Des équipes de foot, des clubs de yoga et de peinture font leur apparition, certains organisent des soirées.

- Je propose demain pour tous ceux qui veulent une soirée de jeux de société. Tous ceux qui en possèdent l'amènent et rendez-vous à 21h après le dîner, explique un certain Alex pendant un petit déjeuner.

Des cercles de lecture aussi naissent, je prends part à un concept nouveau.

- Je veux créer un salon de coiffure, gratuit évidemment, où on coiffera et coupera les cheveux de ceux qui veulent, explique Lucia d'Italie.

- Tu nous rejoins ? On n'est que deux et on t'a vu faire des tresses l'autre fois à la soirée de Mila alors... déclare Anissa.

- Carrément ! m'exclamé-je. C'est génial, il faut qu'on regarde des vidéos pour apprendre encore plus de coiffures et de coupes ! On s'installe où ?

- Il y a une salle libre à l'étage 7, déclare Anissa. On va demander l'autorisation et expliquer notre projet, si tu es partante, demain au petit déjeuner.

Je bats des mains, enthousiaste.

L'internet, google, YouTube, tout ça, ont été figés dans le temps. Nous avons accès à toutes les publications datant d'avant notre décollage. On passe donc la fin d'après-midi à apprendre avec des vidéos de nouvelles coiffures que je teste sur les beaux cheveux bouclés de Lucia.

- Moi je m'occuperai de leur faire les brushings et les lavages, explique cette dernière.

- Et moi je leur couperai les cheveux. Ma grande sœur était coiffeuse, je l'ai vu faire des milliers de fois, déclare Anissa. Il ne manquait plus que toi pour les coiffures.

- Tu veux tester sur moi ? De me couper les cheveux ? je propose.

Ses yeux s'illuminent aussitôt.

Mes cheveux châtains clairs et ondulés m'arrivent vers les omoplates maintenant.

- Tu peux faire pour qu'il frôlent juste mes épaules ? dis-je.
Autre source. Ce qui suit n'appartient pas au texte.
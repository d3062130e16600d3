use anyhow::{anyhow, Context, Result};
use log::warn;
use serde::{Deserialize, Serialize};
use std::default::Default;
use std::fs::File;
use std::io::BufReader;
use std::path::{Path, PathBuf};

/// Application configuration module
/// This module handles the application configuration including loading,
/// validating and saving configuration settings.

/// Group container shared by the podcast app, relative to the home directory
pub const PODCASTS_CONTAINER: &str = "Library/Group Containers/243LU875E5.groups.com.apple.podcasts";

/// Represents the application configuration
#[derive(Debug, Serialize, Deserialize, Clone)]
pub struct Config {
    /// Root of the TTML cache that batch mode scans
    #[serde(default = "default_ttml_dir")]
    pub ttml_dir: PathBuf,

    /// Podcast library database used for filename metadata
    #[serde(default = "default_database_path")]
    pub database_path: PathBuf,

    /// Where batch mode writes transcripts
    #[serde(default = "default_output_dir")]
    pub output_dir: PathBuf,

    /// Prefix lines with `[HH:MM:SS]`
    #[serde(default)]
    pub include_timestamps: bool,

    /// Leave existing output files alone in batch mode
    #[serde(default = "default_true")]
    pub skip_existing: bool,

    /// Documents converted in parallel in batch mode
    #[serde(default = "default_concurrency")]
    pub concurrency: usize,

    /// Only cache entries whose identifier starts with this are converted
    #[serde(default = "default_identifier_prefix")]
    pub identifier_prefix: String,

    /// Catalog API settings
    #[serde(default)]
    pub fetch: FetchConfig,

    /// Log level
    #[serde(default)]
    pub log_level: LogLevel,
}

/// Catalog API configuration
#[derive(Debug, Serialize, Deserialize, Clone)]
pub struct FetchConfig {
    /// Bearer token for the catalog API; requested from the token service when empty
    #[serde(default = "String::new")]
    pub bearer_token: String,

    /// Value of the `x-request-timestamp` header for the token service
    #[serde(default = "String::new")]
    pub request_timestamp: String,

    /// Value of the `X-Apple-ActionSignature` header for the token service
    #[serde(default = "String::new")]
    pub action_signature: String,

    /// Value of the `X-Apple-Store-Front` header
    #[serde(default = "default_storefront")]
    pub storefront: String,

    /// Catalog country code
    #[serde(default = "default_country")]
    pub country: String,

    /// Catalog language
    #[serde(default = "default_language")]
    pub language: String,

    /// Request timeout in seconds
    #[serde(default = "default_timeout_secs")]
    pub timeout_secs: u64,
}

impl Default for FetchConfig {
    fn default() -> Self {
        Self {
            bearer_token: String::new(),
            request_timestamp: String::new(),
            action_signature: String::new(),
            storefront: default_storefront(),
            country: default_country(),
            language: default_language(),
            timeout_secs: default_timeout_secs(),
        }
    }
}

impl FetchConfig {
    /// Whether a token can be requested from the token service
    pub fn has_signature(&self) -> bool {
        !self.request_timestamp.is_empty() && !self.action_signature.is_empty()
    }
}

/// Log verbosity level
#[derive(Debug, Serialize, Deserialize, Clone, PartialEq, Default)]
#[serde(rename_all = "lowercase")]
pub enum LogLevel {
    Error,
    Warn,
    #[default]
    Info,
    Debug,
    Trace,
}

impl LogLevel {
    pub fn to_level_filter(&self) -> log::LevelFilter {
        match self {
            LogLevel::Error => log::LevelFilter::Error,
            LogLevel::Warn => log::LevelFilter::Warn,
            LogLevel::Info => log::LevelFilter::Info,
            LogLevel::Debug => log::LevelFilter::Debug,
            LogLevel::Trace => log::LevelFilter::Trace,
        }
    }
}

fn podcasts_container() -> PathBuf {
    dirs::home_dir()
        .unwrap_or_else(|| PathBuf::from("."))
        .join(PODCASTS_CONTAINER)
}

fn default_ttml_dir() -> PathBuf {
    podcasts_container().join("Library/Cache/Assets/TTML")
}

fn default_database_path() -> PathBuf {
    podcasts_container().join("Documents/MTLibrary.sqlite")
}

fn default_output_dir() -> PathBuf {
    PathBuf::from("./transcripts")
}

fn default_true() -> bool {
    true
}

fn default_concurrency() -> usize {
    4
}

fn default_identifier_prefix() -> String {
    "PodcastContent".to_string()
}

fn default_storefront() -> String {
    "143441-1,42 t:podcasts1".to_string()
}

fn default_country() -> String {
    "us".to_string()
}

fn default_language() -> String {
    "en-US".to_string()
}

fn default_timeout_secs() -> u64 {
    30
}

impl Config {
    /// Load the configuration from `path`, writing a default one if the file is missing
    pub fn load_or_create<P: AsRef<Path>>(path: P) -> Result<Self> {
        let path = path.as_ref();

        if path.exists() {
            let file = File::open(path)
                .with_context(|| format!("Failed to open config file: {:?}", path))?;
            let reader = BufReader::new(file);
            let config: Config = serde_json::from_reader(reader)
                .with_context(|| format!("Failed to parse config file: {:?}", path))?;
            return Ok(config);
        }

        warn!("Config file not found at {:?}, creating default config.", path);
        let config = Config::default();
        config.save(path)?;
        Ok(config)
    }

    /// Save the configuration as pretty-printed JSON
    pub fn save<P: AsRef<Path>>(&self, path: P) -> Result<()> {
        let path = path.as_ref();
        let config_json = serde_json::to_string_pretty(self)
            .context("Failed to serialize config to JSON")?;

        std::fs::write(path, config_json)
            .with_context(|| format!("Failed to write config to file: {:?}", path))
    }

    /// Validate the configuration for consistency and required values
    pub fn validate(&self) -> Result<()> {
        if self.concurrency == 0 {
            return Err(anyhow!("concurrency must be at least 1"));
        }

        if self.identifier_prefix.is_empty() {
            return Err(anyhow!("identifier_prefix must not be empty"));
        }

        if self.fetch.timeout_secs == 0 {
            return Err(anyhow!("fetch.timeout_secs must be at least 1"));
        }

        Ok(())
    }
}

/// Default implementation for Config
impl Default for Config {
    fn default() -> Self {
        Config {
            ttml_dir: default_ttml_dir(),
            database_path: default_database_path(),
            output_dir: default_output_dir(),
            include_timestamps: false,
            skip_existing: true,
            concurrency: default_concurrency(),
            identifier_prefix: default_identifier_prefix(),
            fetch: FetchConfig::default(),
            log_level: LogLevel::default(),
        }
    }
}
- Si court ! s'exclame Anissa. Pas de problème je vais chercher des ciseaux de coiffeurs.

Elle disparaît dans sa chambre et m'entraîne vers leur salle de bain.

- C'est parti !

Notre projet est donc annoncé le lendemain et nos premiers « clients » apparaissent le jour même.

Gabriel et Samuel entrent à leur tour.

- Vous voulez vous couper les cheveux ? m'étonné-je.

- Non pas du tout, on va faire un foot, on peut prendre Olaf si tu veux.

Ma chienne est installée sur un coussin dans un coin de notre « salon de coiffure ».

- Oh oui, je veux bien, je n'aurai pas le temps de la sortir aujourd'hui, réponds-je reconnaissante.

Ils l'entraînent donc et celle-ci est toute contente de se dégourdir les pattes.

Je coiffe quelques filles du mieux que je peux et elles repartent plutôt ravies, sinon le reste du temps on discute, on prend quelques photos et je lis un peu. Vers dix-huit heures, Anissa décrète que c'est terminé et que l'on fera ça seulement une fois par semaine.

- Rendez-vous ici dans sept jours en attendant il faut coller les photos que tu as prises de partout pour faire de la pub, dit Lucia.

- Carrément ! renchérit Anissa, il vont se bousculer devant notre boutique bientôt !

- Tu appelles ça une boutique ? fait remarquer Lucia, sceptique

- Bientôt oui, rétorque l'indonésienne.

Je file dans ma chambre me changer et demander comment s'est passée la journée de Kimiko. On fait ensuite nos cours de langue qui n'ont pas pu être faits le matin et on descend manger.

Le soir, je me baigne un peu. La seule différence entre le jour et la nuit dans le vaisseau c'est la température et le silence qui règne dans les couloirs. Je rentre vers vingt-deux heures et je lis un moment dans le salon avec Olaf. Puis, nous allons nous coucher silencieusement.

Les jours puis les mois s'enchaînent, Kimiko et moi avons énormément progressé dans nos cours mutuels de langue, le salon de coiffure est ouvert environ une fois par semaine, et à chaque fois tout est réservé quelque jours à l'avance par message. Gabriel et Samuel continuent à prendre Olaf pour aller jouer au foot, je les rejoins régulièrement. Nous avons pris le rythme.